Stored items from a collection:
───

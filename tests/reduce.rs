//! `Qreduce`'s full-precision associativity property.
#![allow(clippy::unwrap_used, clippy::expect_used)]

use proptest::prelude::*;
use qfixed::dynfixed::DynFixed;
use qfixed::format::{DynFormat, OvfMode, RndMode};
use qfixed::policy::PolicyBundle;
use qfixed::reduce::qreduce;

fn fmt() -> DynFormat {
    DynFormat::try_new(8, 8, true, RndMode::Tcpl, OvfMode::SatTcpl).unwrap()
}

fn val(x: i32) -> DynFixed {
    DynFixed::new(x << 8, fmt())
}

#[test]
fn reduces_a_power_of_two_length_list() {
    let values = [val(1), val(2), val(3), val(4)];
    let out = qreduce(&values, &[PolicyBundle::new().full_prec()]);
    assert!((out.to_f64() - 10.0).abs() < 1e-6);
}

#[test]
fn carries_an_odd_element_forward_unchanged() {
    let values = [val(1), val(2), val(3)];
    let out = qreduce(&values, &[PolicyBundle::new().full_prec()]);
    assert!((out.to_f64() - 6.0).abs() < 1e-6);
}

proptest! {
    /// Associativity under FullPrec: with FullPrec at every layer, Qreduce
    /// over small integer inputs equals the plain wide-integer sum,
    /// regardless of how many elements (and hence how the tree shape
    /// pairs them) are given.
    #[test]
    fn full_prec_reduce_matches_exact_sum(xs in prop::collection::vec(-64_i32..64, 1..32)) {
        let values: Vec<_> = xs.iter().map(|&x| val(x)).collect();
        let out = qreduce(&values, &[PolicyBundle::new().full_prec()]);
        let expected: i64 = xs.iter().map(|&x| i64::from(x)).sum();
        prop_assert!((out.to_f64() - expected as f64).abs() < 1e-6);
    }
}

───

■ What this task involves:
Going through the lines above one by one, tally those with the word "OvfMode" and give only the total.

■ Answer area:
2